I know you're into the older ones. I don't.
Speaker 2 (11:02):
I have my dad's cult Revolver twenty two. Okay, beautiful thing.
Speaker 1 (11:08):
All right. I've heard of stiers. I've never seen one.
Speaker 2 (11:11):
I don't I'm familiar with them.
Speaker 1 (11:13):
So twenty two's and nine millimeters or smaller rounds but
still do a whole lot of damage.
Speaker 2 (11:19):
Yeah, twenty two's tend to bounce around inside the skull
and the body.
Speaker 1 (11:25):
Yeah, they'll enter and they don't, they lose velocity very quickly.
They don't have a whole lot of masks, so they'll
enter and bounce around and make scrambled eggs inside and
not necessarily come out the other side.
Speaker 2 (11:37):
Yeah, so they can be even deadlier than a you know,
yeah something else the thing. Yeah, yep, yeah, But I digress.
Speaker 1 (11:47):
So, while the kids were at school, he shot Helen
in the back of the head. He then shot his mother, Alma,
above the left eye. When two of the kids, Patricia
and John, got home from school, shot each of them
in the back of the head. He then did what
you would normally do. He made himself a late lunch,
as one does, and after that he drove to his
(12:11):
former bank to close out the accounts, his accounts and
his mother's account. He then drove to Westfield High School
to watch John, his son play in a soccer game.
They rode home together where John the father then shot
at John the son. There were multiple shots and misfires
(12:31):
because the son actually tried to defend himself. He was
the only one that saw what was coming and tried
to defend himself. Unfortunately, he wasn't successful. Now, being meticulous,
list laid out his wife and kids on sleeping bags
on the floor of their ballroom.
Speaker 2 (12:49):
The ballroom. In the ballroom, I haven't been in my
ballroom late.
Speaker 1 (12:54):
I haven't found mine yet either. There must I don't
think I do either, you know. I try to keep
bodies off my ballroom floor, which were because I don't
know where it is. Yeah. Yeah, they are a tripping
hazard when you're trying to dance, So you do want
to try to keep your bodies out of the ballroom.

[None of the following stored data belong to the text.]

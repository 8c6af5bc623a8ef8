//! Incremental project indexing
//!
//! Re-indexing a project only pays for what changed: files whose modified
//! time matches the previous run are carried over as the same `Arc`-shared
//! record, and files whose content hash is already cached reuse their stored
//! embedding. Only genuinely new content reaches the embedding service.
//!
//! Changed files are embedded in small batches so one slow file cannot stall
//! the whole run, with the batch itself fanned out across the rayon pool.

use std::sync::atomic::{AtomicUsize, Ordering};
use std::sync::Arc;
use std::time::Instant;

use ahash::{AHashMap, AHashSet};
use rayon::prelude::*;

use crate::cache::CacheStore;
use crate::embedding::EmbeddingService;
use crate::error::Result;
use crate::hash::file_cache_key;
use crate::schema::{FileMetadata, FileRecord};
use crate::workspace::Workspace;

/// Stored file content is capped at this many bytes
pub const MAX_CONTENT_BYTES: usize = 10 * 1024;

/// Changed files are embedded this many at a time
pub const EMBED_BATCH_SIZE: usize = 5;

/// Progress callback receiving (current, total, path)
pub type IndexProgressCallback = Box<dyn Fn(usize, usize, &str) + Send + Sync>;

/// Result of one indexing pass
#[derive(Debug)]
pub struct IndexOutcome {
    /// All live records, previous-run records reused untouched where possible
    pub indexed: Vec<Arc<FileRecord>>,
    pub added: usize,
    pub updated: usize,
    pub skipped: usize,
    pub removed: usize,
    pub duration_ms: u64,
}

/// Indexer that diffs the workspace against a previous run
pub struct IncrementalIndexer {
    embeddings: Arc<EmbeddingService>,
    cache: Arc<CacheStore>,
}

impl IncrementalIndexer {
    pub fn new(embeddings: Arc<EmbeddingService>, cache: Arc<CacheStore>) -> Self {
        Self { embeddings, cache }
    }

    /// Index the workspace, reusing `previous` records where the file is
    /// unchanged.
    ///
    /// Unchanged files (same modified time as their previous record) are
    /// returned as the identical `Arc`, so downstream holders can detect
    /// reuse by pointer. Files that fail to read are skipped without
    /// counting toward any bucket. Files present in `previous` but no
    /// longer on disk only increment `removed`.
    pub fn index_project(
        &self,
        workspace: &dyn Workspace,
        previous: &[Arc<FileRecord>],
        progress: Option<IndexProgressCallback>,
    ) -> Result<IndexOutcome> {
        let start = Instant::now();
        let files = workspace.scan()?;
        let total = files.len();

        let previous_by_path: AHashMap<&str, &Arc<FileRecord>> = previous
            .iter()
            .map(|record| (record.path.as_str(), record))
            .collect();

        let mut indexed: Vec<Arc<FileRecord>> = Vec::with_capacity(total);
        let mut skipped = 0usize;
        let mut pending: Vec<(String, FileMetadata)> = Vec::new();
        let processed = AtomicUsize::new(0);

        let report = |path: &str| {
            let current = processed.fetch_add(1, Ordering::Relaxed) + 1;
            if let Some(ref cb) = progress {
                cb(current, total, path);
            }
        };

        for path in &files {
            let meta = match workspace.stat(path) {
                Ok(meta) => meta,
                Err(e) => {
                    tracing::warn!("Skipping {}: {}", path, e);
                    report(path);
                    continue;
                }
            };

            match previous_by_path.get(path.as_str()) {
                Some(record) if record.last_modified == meta.last_modified => {
                    indexed.push(Arc::clone(record));
                    skipped += 1;
                    report(path);
                }
                _ => pending.push((path.clone(), meta)),
            }
        }

        let mut added = 0usize;
        let mut updated = 0usize;

        for batch in pending.chunks(EMBED_BATCH_SIZE) {
            let records: Vec<Option<(Arc<FileRecord>, FileMetadata)>> = batch
                .par_iter()
                .map(|(path, meta)| {
                    let record = match self.build_record(workspace, path, meta.last_modified) {
                        Ok(record) => record,
                        Err(e) => {
                            tracing::warn!("Skipping {}: {}", path, e);
                            report(path);
                            return None;
                        }
                    };
                    report(path);
                    Some((record, meta.clone()))
                })
                .collect();

            for entry in records.into_iter().flatten() {
                let (record, mut meta) = entry;
                meta.hash = Some(crate::hash::content_hash(&record.content));
                if previous_by_path.contains_key(record.path.as_str()) {
                    updated += 1;
                } else {
                    added += 1;
                }
                self.cache.set_file_metadata(meta);
                indexed.push(record);
            }
        }

        let scanned: AHashSet<&str> = files.iter().map(|p| p.as_str()).collect();
        let removed = previous
            .iter()
            .filter(|record| !scanned.contains(record.path.as_str()))
            .count();

        indexed.sort_by(|a, b| a.path.cmp(&b.path));

        let duration_ms = start.elapsed().as_millis() as u64;
        tracing::info!(
            "Indexed {} files in {}ms ({} added, {} updated, {} skipped, {} removed)",
            indexed.len(),
            duration_ms,
            added,
            updated,
            skipped,
            removed
        );

        Ok(IndexOutcome {
            indexed,
            added,
            updated,
            skipped,
            removed,
            duration_ms,
        })
    }

    /// Index one file, reusing the previous record when unchanged
    pub fn index_single_file(
        &self,
        workspace: &dyn Workspace,
        rel_path: &str,
        previous: Option<&Arc<FileRecord>>,
    ) -> Result<Arc<FileRecord>> {
        let mut meta = workspace.stat(rel_path)?;
        if let Some(record) = previous {
            if record.last_modified == meta.last_modified {
                return Ok(Arc::clone(record));
            }
        }
        let record = self.build_record(workspace, rel_path, meta.last_modified)?;
        meta.hash = Some(crate::hash::content_hash(&record.content));
        self.cache.set_file_metadata(meta);
        Ok(record)
    }

    fn build_record(
        &self,
        workspace: &dyn Workspace,
        rel_path: &str,
        last_modified: u64,
    ) -> Result<Arc<FileRecord>> {
        let content = cap_content(workspace.read(rel_path)?);

        // A content-identical version may already have an embedding cached
        let key = file_cache_key(rel_path, &content);
        let embedding = match self.cache.get_embedding(&key) {
            Some(embedding) => embedding,
            None => {
                let embedding = self.embeddings.embed(&content);
                self.cache.set_embedding(&key, embedding.clone());
                embedding
            }
        };

        Ok(Arc::new(FileRecord {
            path: rel_path.to_string(),
            content,
            embedding,
            last_modified,
        }))
    }
}

/// Truncate content to the byte cap on a char boundary
fn cap_content(mut content: String) -> String {
    if content.len() <= MAX_CONTENT_BYTES {
        return content;
    }
    let mut cut = MAX_CONTENT_BYTES;
    while !content.is_char_boundary(cut) {
        cut -= 1;
    }
    content.truncate(cut);
    content
}

#[cfg(test)]
mod tests {
    use super::*;
    use std::fs;
    use std::time::{Duration, SystemTime};
    use tempfile::TempDir;

    use crate::workspace::OsWorkspace;

    fn indexer() -> IncrementalIndexer {
        let cache = Arc::new(CacheStore::new());
        let embeddings = Arc::new(EmbeddingService::offline(Arc::clone(&cache)));
        IncrementalIndexer::new(embeddings, cache)
    }

    fn touch(path: &std::path::Path, offset_secs: u64) {
        let file = fs::File::options().write(true).open(path).unwrap();
        let mtime = SystemTime::now() + Duration::from_secs(offset_secs);
        file.set_modified(mtime).unwrap();
    }

    #[test]
    fn test_fresh_index_counts_added() {
        let dir = TempDir::new().unwrap();
        fs::write(dir.path().join("a.ts"), "export const a = 1;").unwrap();
        fs::write(dir.path().join("b.ts"), "export const b = 2;").unwrap();

        let outcome = indexer()
            .index_project(&OsWorkspace::new(dir.path()), &[], None)
            .unwrap();

        assert_eq!(outcome.added, 2);
        assert_eq!(outcome.updated, 0);
        assert_eq!(outcome.skipped, 0);
        assert_eq!(outcome.removed, 0);
        assert_eq!(outcome.indexed.len(), 2);
        assert_eq!(outcome.indexed[0].path, "a.ts");
    }

    #[test]
    fn test_unchanged_files_reuse_records() {
        let dir = TempDir::new().unwrap();
        fs::write(dir.path().join("a.ts"), "export const a = 1;").unwrap();

        let indexer = indexer();
        let workspace = OsWorkspace::new(dir.path());
        let first = indexer.index_project(&workspace, &[], None).unwrap();
        let second = indexer
            .index_project(&workspace, &first.indexed, None)
            .unwrap();

        assert_eq!(second.skipped, 1);
        assert_eq!(second.added, 0);
        assert!(Arc::ptr_eq(&first.indexed[0], &second.indexed[0]));
    }

    #[test]
    fn test_modified_file_counts_updated() {
        let dir = TempDir::new().unwrap();
        let path = dir.path().join("a.ts");
        fs::write(&path, "export const a = 1;").unwrap();

        let indexer = indexer();
        let workspace = OsWorkspace::new(dir.path());
        let first = indexer.index_project(&workspace, &[], None).unwrap();

        fs::write(&path, "export const a = 2;").unwrap();
        touch(&path, 5);

        let second = indexer
            .index_project(&workspace, &first.indexed, None)
            .unwrap();

        assert_eq!(second.updated, 1);
        assert_eq!(second.added, 0);
        assert!(!Arc::ptr_eq(&first.indexed[0], &second.indexed[0]));
        assert_eq!(second.indexed[0].content, "export const a = 2;");
    }

    #[test]
    fn test_deleted_file_counts_removed() {
        let dir = TempDir::new().unwrap();
        fs::write(dir.path().join("a.ts"), "export const a = 1;").unwrap();
        fs::write(dir.path().join("b.ts"), "export const b = 2;").unwrap();

        let indexer = indexer();
        let workspace = OsWorkspace::new(dir.path());
        let first = indexer.index_project(&workspace, &[], None).unwrap();

        fs::remove_file(dir.path().join("b.ts")).unwrap();
        let second = indexer
            .index_project(&workspace, &first.indexed, None)
            .unwrap();

        assert_eq!(second.removed, 1);
        assert_eq!(second.indexed.len(), 1);
        assert_eq!(second.indexed[0].path, "a.ts");
    }

    #[test]
    fn test_progress_reports_every_file() {
        let dir = TempDir::new().unwrap();
        fs::write(dir.path().join("a.ts"), "1").unwrap();
        fs::write(dir.path().join("b.ts"), "2").unwrap();
        fs::write(dir.path().join("c.ts"), "3").unwrap();

        let calls = Arc::new(AtomicUsize::new(0));
        let calls_cb = Arc::clone(&calls);
        let progress: IndexProgressCallback = Box::new(move |current, total, _path| {
            assert!(current <= total);
            calls_cb.fetch_add(1, Ordering::Relaxed);
        });

        indexer()
            .index_project(&OsWorkspace::new(dir.path()), &[], Some(progress))
            .unwrap();

        assert_eq!(calls.load(Ordering::Relaxed), 3);
    }

    #[test]
    fn test_content_is_capped() {
        let dir = TempDir::new().unwrap();
        let big = "x".repeat(MAX_CONTENT_BYTES + 500);
        fs::write(dir.path().join("big.ts"), &big).unwrap();

        let workspace = OsWorkspace::new(dir.path());
        let record = indexer()
            .index_single_file(&workspace, "big.ts", None)
            .unwrap();

        assert_eq!(record.content.len(), MAX_CONTENT_BYTES);
    }

    #[test]
    fn test_cap_respects_char_boundary() {
        let mut content = "a".repeat(MAX_CONTENT_BYTES - 1);
        content.push('é'); // two bytes, straddles the cap
        let capped = cap_content(content);
        assert_eq!(capped.len(), MAX_CONTENT_BYTES - 1);
        assert!(capped.chars().all(|c| c == 'a'));
    }

    #[test]
    fn test_single_file_reuses_unchanged() {
        let dir = TempDir::new().unwrap();
        fs::write(dir.path().join("a.ts"), "export const a = 1;").unwrap();

        let indexer = indexer();
        let workspace = OsWorkspace::new(dir.path());
        let first = indexer.index_single_file(&workspace, "a.ts", None).unwrap();
        let second = indexer
            .index_single_file(&workspace, "a.ts", Some(&first))
            .unwrap();

        assert!(Arc::ptr_eq(&first, &second));
    }
}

He laid out his mother in her attic apartment in
(13:14):
the house she lived up on the top floor. He
left a five page confession letter on his desk addressed
to his church pastor, which said that he thought there
was too much evil in the world and he killed
his family to save their souls.
Speaker 2 (13:31):
Got that, Okay, killing isn't evil.
Speaker 1 (13:33):
Oh we'll get there.
Speaker 2 (13:35):
Oh okay.
Speaker 1 (13:36):
He cleaned up the crime scenes. He turned on religious
music on the radio, a religious music radio station. He
removed his own photos from all the family pictures that
were hanging around the house.
Speaker 2 (13:50):
It's a lot with nineteen rooms.
Speaker 1 (13:52):
Uh huh. Now keep that little tidbit in mind. He
removed all his own pictures. He sent notes to his
kids' schools and to their part time jobs, explaining that
they would be absent for a few weeks visiting their
sick grandmother in North Carolina. Now Helen's mother, his mother
in law, was actually sick at home in North Carolina.
(14:13):
She was supposed to come to Westfield to visit, but
she had to cancel the trip because she was sick.
Speaker 2 (14:18):
Because she was sick, that.
Speaker 1 (14:20):
Saved her life, because she probably would have been another visity.
Speaker 2 (14:23):
Oh sure would have gone too.
Speaker 1 (14:25):
List also stopped mail delivery. He canceled the newspaper, and
he suspended milk delivery, which apparently was still a thing
in the seventies in Westfield, so he suspended milk delivery.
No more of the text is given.